Figure 1.

Inhibitory effects of caffeine on the levcromakalim-induced glibenclamide-sensitive inward membrane current at −50 mV. Whole-cell recording, bath solution 140 mM K⁺ PSS, pipette solution 140 mM K⁺ containing 5 mM EGTA. (a) Current trace. The vertical lines are responses to triangular ramp potential pulses of 200 mV s⁻¹ from −120 mV to +80 mV, applied after an initial 300 ms conditioning pulse to −120 mV (see inset). Levcromakalim (100 μM) caused an inward membrane current (peak amplitude about 1.8 nA) which gradually decayed. The current was inhibited by application of 10 mM caffeine, recovered to a steady state amplitude, and was then suppressed to the same level by 5 μM glibenclamide.
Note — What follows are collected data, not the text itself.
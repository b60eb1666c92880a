//! Bounded readers and writers over DNS message buffers.

use crate::Error;
use crate::Result;
use byteorder::{ByteOrder, BE};
use std::collections::HashMap;
use std::net::{Ipv4Addr, Ipv6Addr};

/// Largest message that can be carried by DNS (the TCP length prefix is 16 bits).
pub const MAX_MESSAGE_SIZE: usize = u16::MAX as usize;

/// Reads big-endian fields out of a message.
///
/// The decoder always holds the whole message, as compression pointers may
/// refer to any earlier byte. Reads are additionally bounded by `end`, which
/// is narrowed to the end of the RDATA while a record payload is parsed.
pub(crate) struct Decoder<'a> {
    buf: &'a [u8],
    offset: usize,
    end: usize,
}

impl<'a> Decoder<'a> {
    pub fn new(buf: &'a [u8]) -> Decoder<'a> {
        Decoder {
            buf,
            offset: 0,
            end: buf.len(),
        }
    }

    /// The whole message being decoded.
    pub fn buffer(&self) -> &'a [u8] {
        self.buf
    }

    pub fn offset(&self) -> usize {
        self.offset
    }

    pub fn set_offset(&mut self, offset: usize) {
        self.offset = offset;
    }

    pub fn end(&self) -> usize {
        self.end
    }

    /// Bounds all following reads to `end`, returning the previous bound so
    /// it can be restored with another call.
    pub fn limit(&mut self, end: usize) -> usize {
        std::mem::replace(&mut self.end, end)
    }

    /// Returns the number of bytes left before the current bound.
    pub fn remaining(&self) -> usize {
        self.end.saturating_sub(self.offset)
    }

    pub fn read_bytes(&mut self, len: usize) -> Result<&'a [u8]> {
        if len > self.remaining() {
            return Err(Error::BufferTooSmall {
                offset: self.offset,
                needed: len,
                available: self.remaining(),
            });
        }

        let bytes = &self.buf[self.offset..self.offset + len];
        self.offset += len;
        Ok(bytes)
    }

    /// Reads everything up to the current bound.
    pub fn read_rest(&mut self) -> Result<&'a [u8]> {
        self.read_bytes(self.remaining())
    }

    pub fn read_u8(&mut self) -> Result<u8> {
        Ok(self.read_bytes(1)?[0])
    }

    pub fn read_u16(&mut self) -> Result<u16> {
        Ok(BE::read_u16(self.read_bytes(2)?))
    }

    pub fn read_u32(&mut self) -> Result<u32> {
        Ok(BE::read_u32(self.read_bytes(4)?))
    }

    pub fn read_ipv4(&mut self) -> Result<Ipv4Addr> {
        let b = self.read_bytes(4)?;
        Ok(Ipv4Addr::new(b[0], b[1], b[2], b[3]))
    }

    pub fn read_ipv6(&mut self) -> Result<Ipv6Addr> {
        let mut octets = [0_u8; 16];
        octets.copy_from_slice(self.read_bytes(16)?);
        Ok(Ipv6Addr::from(octets))
    }
}

/// Writes big-endian fields into a new message.
///
/// An encoder either writes into its buffer, or (when built with
/// [`Encoder::measure`]) only counts the bytes it would have written. Both
/// run exactly the same code, including name compression, which is what makes
/// the length estimate match the real output.
pub(crate) struct Encoder {
    buf: Vec<u8>,
    offset: usize,
    limit: usize,
    measure: bool,

    /// Name suffix to the offset it was first written at. Lives for one pass.
    compression: HashMap<String, usize>,
}

impl Encoder {
    /// Creates an encoder that fails with [`Error::BufferTooSmall`] once more
    /// than `limit` bytes would be written.
    pub fn new(capacity: usize, limit: usize) -> Encoder {
        Encoder {
            buf: Vec::with_capacity(capacity.min(limit)),
            offset: 0,
            limit,
            measure: false,
            compression: HashMap::new(),
        }
    }

    /// Creates an encoder that only counts bytes.
    pub fn measure() -> Encoder {
        Encoder {
            buf: Vec::new(),
            offset: 0,
            limit: usize::MAX,
            measure: true,
            compression: HashMap::new(),
        }
    }

    pub fn offset(&self) -> usize {
        self.offset
    }

    pub fn compression(&mut self) -> &mut HashMap<String, usize> {
        &mut self.compression
    }

    pub fn into_bytes(self) -> Vec<u8> {
        self.buf
    }

    pub fn write_bytes(&mut self, bytes: &[u8]) -> Result<()> {
        if bytes.len() > self.limit.saturating_sub(self.offset) {
            return Err(Error::BufferTooSmall {
                offset: self.offset,
                needed: bytes.len(),
                available: self.limit.saturating_sub(self.offset),
            });
        }

        if !self.measure {
            self.buf.extend_from_slice(bytes);
        }
        self.offset += bytes.len();
        Ok(())
    }

    pub fn write_u8(&mut self, v: u8) -> Result<()> {
        self.write_bytes(&[v])
    }

    pub fn write_u16(&mut self, v: u16) -> Result<()> {
        self.write_bytes(&v.to_be_bytes())
    }

    pub fn write_u32(&mut self, v: u32) -> Result<()> {
        self.write_bytes(&v.to_be_bytes())
    }

    /// Writes a zero u16 to be filled in later by [`Encoder::patch_u16`],
    /// returning where it was written.
    pub fn reserve_u16(&mut self) -> Result<usize> {
        let at = self.offset;
        self.write_u16(0)?;
        Ok(at)
    }

    /// Overwrites a u16 previously written at `at`.
    pub fn patch_u16(&mut self, at: usize, v: u16) {
        if !self.measure {
            BE::write_u16(&mut self.buf[at..at + 2], v);
        }
    }
}

#[cfg(test)]
mod tests {
    use super::*;
    use pretty_assertions::assert_eq;

    #[test]
    fn test_decoder_bounds() {
        let buf = [0x12, 0x34, 0x56, 0x78, 0x9a];
        let mut d = Decoder::new(&buf);
        assert_eq!(d.read_u16().unwrap(), 0x1234);

        let previous = d.limit(4);
        assert_eq!(previous, 5);
        assert_eq!(d.read_u16().unwrap(), 0x5678);
        assert_eq!(
            d.read_u8(),
            Err(Error::BufferTooSmall {
                offset: 4,
                needed: 1,
                available: 0
            })
        );

        d.limit(previous);
        assert_eq!(d.read_u8().unwrap(), 0x9a);
        assert_eq!(d.remaining(), 0);
    }

    #[test]
    fn test_encoder_limit_and_patch() {
        let mut e = Encoder::new(0, 6);
        e.write_u16(0xbeef).unwrap();
        let at = e.reserve_u16().unwrap();
        e.write_u8(7).unwrap();
        e.patch_u16(at, 0x0102);

        assert!(matches!(
            e.write_u16(1),
            Err(Error::BufferTooSmall {
                offset: 5,
                needed: 2,
                available: 1
            })
        ));
        assert_eq!(e.into_bytes(), vec![0xbe, 0xef, 0x01, 0x02, 0x07]);
    }

    #[test]
    fn test_measure_counts_without_writing() {
        let mut e = Encoder::measure();
        e.write_u32(1).unwrap();
        let at = e.reserve_u16().unwrap();
        e.patch_u16(at, 99);
        assert_eq!(e.offset(), 6);
        assert!(e.into_bytes().is_empty());
    }
}
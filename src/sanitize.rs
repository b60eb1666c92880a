//! Clean up of record sets.

use crate::types::Record;
use std::collections::HashMap;

/// Removes duplicate records, keeping the first of each and the original
/// order. The lowest TTL of the duplicates is kept.
///
/// Owner names are compared case-insensitively, the class, type and RDATA
/// must match exactly.
pub fn dedup(records: Vec<Record>) -> Vec<Record> {
    let mut seen = HashMap::new();
    let mut out: Vec<Record> = Vec::with_capacity(records.len());

    for record in records {
        // A record that can't be packed can't be compared either, keep it.
        let rdata = match record.resource.rdata() {
            Ok(rdata) => rdata,
            Err(_) => {
                out.push(record);
                continue;
            }
        };

        let key = (
            record.name.to_ascii_lowercase(),
            record.class,
            record.r#type(),
            rdata,
        );

        match seen.get(&key) {
            Some(&i) => {
                let kept: &mut Record = &mut out[i];
                kept.ttl = kept.ttl.min(record.ttl);
            }
            None => {
                seen.insert(key, out.len());
                out.push(record);
            }
        }
    }

    out
}

#[cfg(test)]
mod tests {
    use super::*;
    use crate::resource::Resource;
    use pretty_assertions::assert_eq;
    use std::time::Duration;

    fn a(name: &str, ip: &str, ttl: u64) -> Record {
        Record {
            name: name.to_string(),
            class: 1,
            ttl: Duration::from_secs(ttl),
            resource: Resource::A(ip.parse().unwrap()),
        }
    }

    #[test]
    fn test_dedup() {
        let records = vec![
            a("example.com.", "192.0.2.1", 300),
            a("example.com.", "192.0.2.2", 300),
            a("EXAMPLE.com.", "192.0.2.1", 60),
            a("www.example.com.", "192.0.2.1", 300),
        ];

        assert_eq!(
            dedup(records),
            vec![
                a("example.com.", "192.0.2.1", 60),
                a("example.com.", "192.0.2.2", 300),
                a("www.example.com.", "192.0.2.1", 300),
            ]
        );
    }

    #[test]
    fn test_dedup_keeps_different_classes() {
        let mut chaos = a("example.com.", "192.0.2.1", 300);
        chaos.class = 3;

        let records = vec![a("example.com.", "192.0.2.1", 300), chaos.clone()];
        assert_eq!(dedup(records).len(), 2);
    }
}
The dashed line indicates zero current. (b) I–V curves measured from the negative-going limb (the falling phase) of the ramp pulse. Each symbol is the same as in the current trace (a). The lines are mean membrane currents from the six ramps in each condition. (c) Net membrane currents. The levcromakalim-induced membrane current was obtained by subtraction of the mean ramp current recorded before from that during application of 100 μM levcromakalim. The caffeine-sensitive membrane current was obtained by subtraction of the membrane currents in the absence and presence of 10 mM caffeine when 100 μM levcromakalim was present in the bath solution.